• **ACTIVITY**:
Set down, in full, every record in the block.

• **DATA FOR THIS EXERCISE**:
//! Built-in sample cases
//!
//! A fixed batch of inputs run through [`parse_source`], each tagged with
//! whether it is expected to fail. Used by `tabula --samples` and by the
//! integration tests as a smoke check of the whole pipeline.

use crate::parser::ast::Node;
use crate::parser::{parse_source, Error};
use std::fmt;

/// One sample input
#[derive(Debug, Clone, Copy)]
pub struct Sample {
    pub name: &'static str,
    pub source: &'static str,
    pub expect_error: bool,
}

const fn sample(name: &'static str, source: &'static str, expect_error: bool) -> Sample {
    Sample {
        name,
        source,
        expect_error,
    }
}

pub const SAMPLES: &[Sample] = &[
    // Basic expressions
    sample("basic_42", "42", false),
    sample("basic_x", "x", false),
    sample("basic_float", "0.25", false),
    sample("plus_2_3", "(+ 2 3)", false),
    sample("mult_x_5", "(× x 5)", false),
    sample("minus_10_y", "(− 10 y)", false),
    // Nested
    sample("nested_plus_mult", "(+ (× 2 3) 4)", false),
    sample("cond_eq", "(? (= x 0) 1 0)", false),
    // Functions / defs / application
    sample("lambda_id", "(λ x x)", false),
    sample("def_y", "(≜ y 10 y)", false),
    sample("apply_lambda", "((λ x (+ x 1)) 5)", false),
    sample("grouping", "(x)", false),
    sample("application", "(x 1 2)", false),
    // Error handling
    sample("err_missing_rparen", "(+ 2", true),
    sample("err_unmatched_rparen", ")", true),
    sample("err_wrong_arity_plus", "(+ 2 3 4)", true),
    sample("err_bad_decimal", "1.5", true),
    sample("err_two_programs", "x y", true),
];

/// Result of running one [`Sample`]
#[derive(Debug, Clone)]
pub struct SampleReport {
    pub name: &'static str,
    pub input: &'static str,
    pub expect_error: bool,
    pub outcome: Result<Node, Error>,
}

impl SampleReport {
    /// Whether success or failure matched the expectation
    pub fn passed(&self) -> bool {
        self.outcome.is_err() == self.expect_error
    }
}

impl fmt::Display for SampleReport {
    fn fmt(&self, f: &mut fmt::Formatter<'_>) -> fmt::Result {
        let status = if self.passed() { "ok  " } else { "FAIL" };
        write!(f, "[{}] {:<22} {:<20} ", status, self.name, self.input)?;
        match &self.outcome {
            Ok(node) if self.expect_error => write!(f, "expected an error, parsed {}", node),
            Ok(node) => write!(f, "→ {}", node),
            Err(e) if self.expect_error => write!(f, "✗ (expected) {}", e),
            Err(e) => write!(f, "✗ {}", e),
        }
    }
}

/// Run a batch of samples in order.
pub fn run(samples: &[Sample]) -> Vec<SampleReport> {
    samples
        .iter()
        .map(|s| SampleReport {
            name: s.name,
            input: s.source,
            expect_error: s.expect_error,
            outcome: parse_source(s.source),
        })
        .collect()
}

/// Run the built-in [`SAMPLES`].
pub fn run_samples() -> Vec<SampleReport> {
    run(SAMPLES)
}

#[cfg(test)]
mod tests {
    use super::*;

    #[test]
    fn test_builtin_samples_pass() {
        for report in run_samples() {
            assert!(report.passed(), "{}", report);
        }
    }

    #[test]
    fn test_unexpected_success_fails() {
        let reports = run(&[sample("oops", "x", true)]);
        assert!(!reports[0].passed());
        assert!(reports[0].to_string().contains("expected an error"));
    }
}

• **SOLUTION FOR THIS EXERCISE**:
//! Built-in sample cases
//!
//! A fixed batch of inputs run through [`parse_source`], each tagged with
//! whether it is expected to fail. Used by `tabula --samples` and by the
//! integration tests as a smoke check of the whole pipeline.

use crate::parser::ast::Node;
use crate::parser::{parse_source, Error};
use std::fmt;

/// One sample input
#[derive(Debug, Clone, Copy)]
pub struct Sample {
    pub name: &'static str,
    pub source: &'static str,
    pub expect_error: bool,
}

const fn sample(name: &'static str, source: &'static str, expect_error: bool) -> Sample {
    Sample {
        name,
        source,
        expect_error,
    }
}

pub const SAMPLES: &[Sample] = &[
    // Basic expressions
    sample("basic_42", "42", false),
    sample("basic_x", "x", false),
    sample("basic_float", "0.25", false),
    sample("plus_2_3", "(+ 2 3)", false),
    sample("mult_x_5", "(× x 5)", false),
    sample("minus_10_y", "(− 10 y)", false),
    // Nested
    sample("nested_plus_mult", "(+ (× 2 3) 4)", false),
    sample("cond_eq", "(? (= x 0) 1 0)", false),
    // Functions / defs / application
    sample("lambda_id", "(λ x x)", false),
    sample("def_y", "(≜ y 10 y)", false),
    sample("apply_lambda", "((λ x (+ x 1)) 5)", false),
    sample("grouping", "(x)", false),
    sample("application", "(x 1 2)", false),
    // Error handling
    sample("err_missing_rparen", "(+ 2", true),
    sample("err_unmatched_rparen", ")", true),
    sample("err_wrong_arity_plus", "(+ 2 3 4)", true),
    sample("err_bad_decimal", "1.5", true),
    sample("err_two_programs", "x y", true),
];

/// Result of running one [`Sample`]
#[derive(Debug, Clone)]
pub struct SampleReport {
    pub name: &'static str,
    pub input: &'static str,
    pub expect_error: bool,
    pub outcome: Result<Node, Error>,
}

impl SampleReport {
    /// Whether success or failure matched the expectation
    pub fn passed(&self) -> bool {
        self.outcome.is_err() == self.expect_error
    }
}

impl fmt::Display for SampleReport {
    fn fmt(&self, f: &mut fmt::Formatter<'_>) -> fmt::Result {
        let status = if self.passed() { "ok  " } else { "FAIL" };
        write!(f, "[{}] {:<22} {:<20} ", status, self.name, self.input)?;
        match &self.outcome {
            Ok(node) if self.expect_error => write!(f, "expected an error, parsed {}", node),
            Ok(node) => write!(f, "→ {}", node),
            Err(e) if self.expect_error => write!(f, "✗ (expected) {}", e),
            Err(e) => write!(f, "✗ {}", e),
        }
    }
}

/// Run a batch of samples in order.
pub fn run(samples: &[Sample]) -> Vec<SampleReport> {
    samples
        .iter()
        .map(|s| SampleReport {
            name: s.name,
            input: s.source,
            expect_error: s.expect_error,
            outcome: parse_source(s.source),
        })
        .collect()
}

/// Run the built-in [`SAMPLES`].
pub fn run_samples() -> Vec<SampleReport> {
    run(SAMPLES)
}

#[cfg(test)]
mod tests {
    use super::*;

    #[test]
    fn test_builtin_samples_pass() {
        for report in run_samples() {
            assert!(report.passed(), "{}", report);
        }
    }

    #[test]
    fn test_unexpected_success_fails() {
        let reports = run(&[sample("oops", "x", true)]);
        assert!(!reports[0].passed());
        assert!(reports[0].to_string().contains("expected an error"));
    }
}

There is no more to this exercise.